The band’s packed-out headline show at YES’s Pink Room is their fourth time in Manchester, but their first headlining (two were appearances at the massive hardcore gathering Outbreak Fest, and one was in support of fellow melodic hardcore scene-leaders Fiddlehead). When they arrive on stage, the five of them packed in pretty snugly, frontman Ian Shelton is instantly demanding energy from the crowd – whether instructing them to bounce, or encouraging them to get up and stage-dive. Shelton’s doing his part up there, clearly pouring his all into the performance; he jumps around like a madman, screws up his face as he barks his vocals, gets completely sweat-drenched by about ten minutes in. The band’s sound may not be strictly hardcore, but they carry the genre’s essence with them in their pursuit of communal, physical catharsis.

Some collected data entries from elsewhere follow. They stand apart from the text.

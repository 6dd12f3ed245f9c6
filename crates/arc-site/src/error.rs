use crate::config::ConfigError;
use crate::enquiry::SubmitError;
use crate::relay::TransportError;
use crate::telemetry::TelemetryError;
use axum::http::StatusCode;
use axum::response::{IntoResponse, Response};
use axum::Json;
use serde_json::json;
use std::fmt;

#[derive(Debug)]
pub enum AppError {
    Config(ConfigError),
    Telemetry(TelemetryError),
    Io(std::io::Error),
    Relay(TransportError),
    Render(fmt::Error),
    Enquiry(SubmitError),
}

impl fmt::Display for AppError {
    fn fmt(&self, f: &mut fmt::Formatter<'_>) -> fmt::Result {
        match self {
            AppError::Config(err) => write!(f, "configuration error: {}", err),
            AppError::Telemetry(err) => write!(f, "telemetry error: {}", err),
            AppError::Io(err) => write!(f, "io error: {}", err),
            AppError::Relay(err) => write!(f, "relay error: {}", err),
            AppError::Render(err) => write!(f, "render error: {}", err),
            AppError::Enquiry(err) => write!(f, "enquiry not submitted: {}", err),
        }
    }
}

impl std::error::Error for AppError {
    fn source(&self) -> Option<&(dyn std::error::Error + 'static)> {
        match self {
            AppError::Config(err) => Some(err),
            AppError::Telemetry(err) => Some(err),
            AppError::Io(err) => Some(err),
            AppError::Relay(err) => Some(err),
            AppError::Render(err) => Some(err),
            AppError::Enquiry(err) => Some(err),
        }
    }
}

impl IntoResponse for AppError {
    fn into_response(self) -> Response {
        let status = match self {
            AppError::Enquiry(SubmitError::Invalid(_)) => StatusCode::UNPROCESSABLE_ENTITY,
            AppError::Enquiry(SubmitError::InFlight) => StatusCode::CONFLICT,
            AppError::Enquiry(SubmitError::Transport { .. }) | AppError::Relay(_) => {
                StatusCode::BAD_GATEWAY
            }
            AppError::Config(_)
            | AppError::Telemetry(_)
            | AppError::Io(_)
            | AppError::Render(_) => StatusCode::INTERNAL_SERVER_ERROR,
        };

        let body = Json(json!({ "error": self.to_string() }));
        (status, body).into_response()
    }
}

impl From<ConfigError> for AppError {
    fn from(value: ConfigError) -> Self {
        Self::Config(value)
    }
}

impl From<TelemetryError> for AppError {
    fn from(value: TelemetryError) -> Self {
        Self::Telemetry(value)
    }
}

impl From<std::io::Error> for AppError {
    fn from(value: std::io::Error) -> Self {
        Self::Io(value)
    }
}

impl From<TransportError> for AppError {
    fn from(value: TransportError) -> Self {
        Self::Relay(value)
    }
}

impl From<fmt::Error> for AppError {
    fn from(value: fmt::Error) -> Self {
        Self::Render(value)
    }
}

impl From<SubmitError> for AppError {
    fn from(value: SubmitError) -> Self {
        Self::Enquiry(value)
    }
}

When you combine that drive with MG’s knack for a poppy hook, it makes for an excellent live experience. The highlights of the set are the catchiest numbers – ‘Pressure Cooker’, ‘Return Policy’ and the transcendent set closer ‘Do It Faster’, which is accompanied by an exuberant stream of stage-divers. It helps that a lot of their songs expertly rest on straight-to-the-point singalong slogans; “I’ve been feeling pretty down, so I get very high,” is the chorus of ‘Very High’, and it gets one of the biggest reactions of the night. Shelton’s trademark “Ooh-ooh!” grunt gets enthusiastic echoes throughout the set too.
Yet the dynamics are plenty varied, and the twists make for memorable moments too. ‘Disposable Plastic Trash’ ramps up the punk intensity, all tightly-wound paranoia with a wiry riff. The drumless ‘See You Around’, meanwhile, is the slow-down moment. “This is a vulnerable one, it’s hard to do live,” Shelton admits before it begins, and you can feel the passion as he belts out the choruses. ‘Never F*cked Up Once’ is one of the most anthemic moments, and it’s singularly emotive; the chorus, which calls out for empathy for others’ mistakes, is delivered almost as a plea. When the set finishes, Shelton remains on stage to hand out setlists and chat with the grinning moshers. Militarie Gun’s songs may sound ready for bigger stages, but tonight it’s clear that’s not the point.